Listening, taking notes, memorizing and replicating information on tests that, beyond the pandemic, have barely changed over time: these are the general lines of many of the current and past education systems. But how much do we remember, in the medium and long term, of what we learn in a class? The answer in most cases is very little, and much of the blame has to do with the manner in which knowledge is transmitted: “Education is one of the fields that needing urgent innovations, because basically we continue to teach in the same way we did hundreds of years ago” says Eric Mazur, Professor of Physics and Applied Physics at Harvard University, and creator of the interactive method called Peer Instruction, or instruction among peers.

A system that has been perfected for over 30 years that, above all, draws away from the everlasting lectures that hold the teacher as the central character: here, students prepare the material before going to class, and this will be articulated later through the teacher’s questions and the students’ own debate, so that comprehension is prioritized over memorization. […].

Eric Mazur: physicist and educator at Harvard University and also an entrepreneur
Expert in educational innovations that favor interactive learning.

NACHO MENESES. How is peer instruction different from a traditional classroom?
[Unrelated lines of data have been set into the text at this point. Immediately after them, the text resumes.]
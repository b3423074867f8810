use std::sync::Arc;
use std::time::Duration;

use base64::{engine::general_purpose::URL_SAFE_NO_PAD, Engine};
use futures::{SinkExt, StreamExt};
use hmac::{Hmac, Mac};
use serde_json::json;
use sha2::Sha256;
use tokio::net::{TcpListener, TcpStream};
use tokio_tungstenite::{tungstenite::Message, MaybeTlsStream, WebSocketStream};
use uuid::Uuid;

use pong_match_server::game::{Match, MatchConfig, MatchMode};
use pong_match_server::store::{InMemoryMatchStore, InMemoryUserDirectory, MatchRecord};
use pong_match_server::{build_router, AppState, Config};

const SECRET: &str = "integration-secret";

type Socket = WebSocketStream<MaybeTlsStream<TcpStream>>;

/// Spin up a server on a random port with one seeded lobby.
/// Returns the base URL, the match id and its two players.
async fn start_server() -> (String, Uuid, Uuid, Uuid) {
    let store = Arc::new(InMemoryMatchStore::new());
    let (p1, p2) = (Uuid::new_v4(), Uuid::new_v4());
    let game = Match::new(
        Uuid::new_v4(),
        MatchMode::Classic,
        None,
        MatchConfig::default(),
        &[p1, p2],
    )
    .unwrap();
    store.seed(MatchRecord::from_match(&game).unwrap());

    let state = AppState::with_ports(
        Config::for_local(SECRET),
        store,
        Arc::new(InMemoryUserDirectory::new()),
    );
    let app = build_router(state);

    let listener = TcpListener::bind("127.0.0.1:0").await.unwrap();
    let port = listener.local_addr().unwrap().port();
    tokio::spawn(async move {
        axum::serve(listener, app).await.unwrap();
    });

    // Give the server a moment to start.
    tokio::time::sleep(Duration::from_millis(50)).await;

    (format!("http://127.0.0.1:{}", port), game.id(), p1, p2)
}

fn token_for(user_id: Uuid) -> String {
    let header = URL_SAFE_NO_PAD.encode(br#"{"alg":"HS256","typ":"JWT"}"#);
    let payload = URL_SAFE_NO_PAD.encode(json!({ "sub": user_id, "exp": 4_102_444_800u64 }).to_string());
    let mut mac = Hmac::<Sha256>::new_from_slice(SECRET.as_bytes()).unwrap();
    mac.update(format!("{}.{}", header, payload).as_bytes());
    let signature = URL_SAFE_NO_PAD.encode(mac.finalize().into_bytes());
    format!("{}.{}.{}", header, payload, signature)
}

async fn ws_connect(base: &str, user_id: Uuid) -> Socket {
    let url = format!("{}/ws?token={}", base.replace("http://", "ws://"), token_for(user_id));
    let (stream, _) = tokio_tungstenite::connect_async(&url).await.unwrap();
    stream
}

async fn ws_send(socket: &mut Socket, event: &str, data: serde_json::Value) {
    let frame = json!({ "event": event, "data": data });
    socket.send(Message::Text(frame.to_string())).await.unwrap();
}

/// Receive frames until one with the expected event name (and matching
/// `pred`) arrives.
async fn ws_recv_event(
    socket: &mut Socket,
    event: &str,
    pred: impl Fn(&serde_json::Value) -> bool,
) -> serde_json::Value {
    let deadline = tokio::time::Instant::now() + Duration::from_secs(10);
    loop {
        let remaining = deadline.saturating_duration_since(tokio::time::Instant::now());
        let msg = tokio::time::timeout(remaining, socket.next())
            .await
            .unwrap_or_else(|_| panic!("Timed out waiting for {}", event))
            .unwrap()
            .unwrap();

        if let Message::Text(text) = msg {
            let parsed: serde_json::Value = serde_json::from_str(&text).unwrap();
            if parsed["event"].as_str() == Some(event) && pred(&parsed["data"]) {
                return parsed["data"].clone();
            }
        }
    }
}

#[tokio::test]
async fn health_reports_ok() {
    let (base, _, _, _) = start_server().await;
    let body: serde_json::Value = reqwest::get(format!("{}/health", base))
        .await
        .unwrap()
        .json()
        .await
        .unwrap();
    assert_eq!(body["status"], "ok");
    assert_eq!(body["running_tickers"], 0);
}

#[tokio::test]
async fn bad_token_is_refused() {
    let (base, _, _, _) = start_server().await;
    let url = format!("{}/ws?token=not.a.token", base.replace("http://", "ws://"));
    assert!(tokio_tungstenite::connect_async(&url).await.is_err());
}

#[tokio::test]
async fn two_players_ready_up_and_receive_live_frames() {
    let (base, game_id, p1, p2) = start_server().await;
    let mut left = ws_connect(&base, p1).await;
    let mut right = ws_connect(&base, p2).await;

    for socket in [&mut left, &mut right] {
        ws_send(socket, "join_game", json!({ "gameId": game_id })).await;
        let state = ws_recv_event(socket, "game_state", |_| true).await;
        assert_eq!(state["status"], "WAITING");
        assert_eq!(state["paddles"]["left"]["y"], 250.0);
    }

    ws_send(&mut left, "ready", json!({ "gameId": game_id })).await;
    ws_send(&mut right, "ready", json!({ "gameId": game_id })).await;

    let started = ws_recv_event(&mut left, "game_state", |d| d["status"] == "IN_PROGRESS").await;
    assert_eq!(started["gameId"], json!(game_id));
    let ball = ws_recv_event(&mut right, "ball_state", |_| true).await;
    assert_eq!(ball["status"], "IN_PROGRESS");
    assert!(ball["ball"]["vx"].as_f64().unwrap().abs() > 0.0);

    ws_send(
        &mut right,
        "paddle_move",
        json!({ "gameId": game_id, "direction": "up", "deltaTime": 99.0 }),
    )
    .await;
    let update = ws_recv_event(&mut left, "paddle_update", |_| true).await;
    assert_eq!(update["playerId"], json!(p2));
    assert_eq!(update["side"], "right");
    assert_eq!(update["y"], 242.0);

    let probe: serde_json::Value = reqwest::get(format!("{}/matches/{}/state", base, game_id))
        .await
        .unwrap()
        .json()
        .await
        .unwrap();
    assert_eq!(probe["status"], "IN_PROGRESS");
}

#[tokio::test]
async fn outsider_gets_an_error_frame() {
    let (base, game_id, _, _) = start_server().await;
    let mut outsider = ws_connect(&base, Uuid::new_v4()).await;

    ws_send(&mut outsider, "join_game", json!({ "gameId": game_id })).await;
    let error = ws_recv_event(&mut outsider, "error", |_| true).await;
    assert!(error["message"].as_str().unwrap().contains("not a participant"));

    ws_send(&mut outsider, "paddle_set", json!({ "gameId": game_id, "y": 1.0 })).await;
    let error = ws_recv_event(&mut outsider, "error", |_| true).await;
    assert!(error["message"].as_str().unwrap().contains("Join match"));
}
ERIC MAZUR: “I teach through questions to help them develop mental models and elicit information from them. […] I would only ask one question and would tell my students, that by using their fingers on their chests (we later started using counting devices), to choose from several options the one they believed was correct. Now, with virtual classes, they write their answer on the platform.

I was trying to formulate my question so that about half of the students would get the answer right. Then, I would ask them to find a peer nearby who had a different one, to try to convince him that theirs was the good one. For a few minutes, everything became very chaotic, and then I asked them to vote again. As time went by, I concluded that we should get away from the auditorium; and in my current classrooms the students sit in groups of five, around a table, and I facilitate their debates”.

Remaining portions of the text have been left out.